## Work required
All lines in the material with the string "holding" should be listed.

↓↓↓

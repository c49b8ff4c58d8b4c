//! Capacity probes for the storage medium

use async_trait::async_trait;

use super::errors::{StorageError, StorageResult};
use super::models::StorageStats;

/// Reports total, free and used space of the medium holding the stores.
///
/// A probe that cannot get an answer from the platform must fail with a
/// `PermissionDenied` error rather than guess.
#[async_trait]
pub trait CapacityProbe: Send + Sync {
    /// Read the current capacity
    async fn check_storage_space(&self) -> StorageResult<StorageStats>;
}

/// Probe returning a fixed reading
#[derive(Debug, Clone)]
pub struct FixedCapacityProbe {
    stats: Option<StorageStats>,
}

impl FixedCapacityProbe {
    /// Probe that always reports the given totals
    pub fn new(total_space: u64, free_space: u64) -> Self {
        Self {
            stats: Some(StorageStats::new(total_space, free_space)),
        }
    }

    /// A probe whose platform never answers
    pub fn unavailable() -> Self {
        Self { stats: None }
    }
}

#[async_trait]
impl CapacityProbe for FixedCapacityProbe {
    async fn check_storage_space(&self) -> StorageResult<StorageStats> {
        self.stats
            .ok_or_else(|| StorageError::permission_denied("Storage capacity is unavailable"))
    }
}

#[cfg(feature = "disk")]
pub use disk::DiskCapacityProbe;

#[cfg(feature = "disk")]
mod disk {
    use async_trait::async_trait;
    use std::path::{Path, PathBuf};
    use sysinfo::Disks;
    use tracing::debug;

    use super::CapacityProbe;
    use crate::storage::errors::{StorageError, StorageResult};
    use crate::storage::models::StorageStats;

    /// Probe reading the disk that holds a data directory
    #[derive(Debug, Clone)]
    pub struct DiskCapacityProbe {
        data_dir: PathBuf,
    }

    impl DiskCapacityProbe {
        /// Probe the disk holding `data_dir`
        pub fn new<P: Into<PathBuf>>(data_dir: P) -> Self {
            Self {
                data_dir: data_dir.into(),
            }
        }

        /// Canonical form of the nearest existing ancestor of the data dir
        fn resolved_dir(&self) -> PathBuf {
            self.data_dir
                .ancestors()
                .find_map(|dir| std::fs::canonicalize(dir).ok())
                .unwrap_or_else(|| self.data_dir.clone())
        }
    }

    /// Pick the mount point that is the longest prefix of `dir`
    pub(super) fn best_mount<'a, I>(dir: &Path, mounts: I) -> Option<usize>
    where
        I: IntoIterator<Item = &'a Path>,
    {
        mounts
            .into_iter()
            .enumerate()
            .filter(|(_, mount)| dir.starts_with(mount))
            .max_by_key(|(_, mount)| mount.components().count())
            .map(|(index, _)| index)
    }

    #[async_trait]
    impl CapacityProbe for DiskCapacityProbe {
        async fn check_storage_space(&self) -> StorageResult<StorageStats> {
            let dir = self.resolved_dir();
            let disks = Disks::new_with_refreshed_list();
            let list = disks.list();

            let disk = best_mount(&dir, list.iter().map(|d| d.mount_point()))
                .and_then(|index| list.get(index))
                .ok_or_else(|| {
                    StorageError::permission_denied(format!(
                        "No disk found for {}",
                        dir.display()
                    ))
                })?;

            if disk.total_space() == 0 {
                return Err(StorageError::permission_denied(format!(
                    "Disk at {} reports no capacity",
                    disk.mount_point().display()
                )));
            }

            debug!(
                "Disk {} total={} available={}",
                disk.mount_point().display(),
                disk.total_space(),
                disk.available_space()
            );
            Ok(StorageStats::new(disk.total_space(), disk.available_space()))
        }
    }
}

↑↑↑

## Solution to the problem
/// Reports total, free and used space of the medium holding the stores.
        /// Probe the disk holding `data_dir`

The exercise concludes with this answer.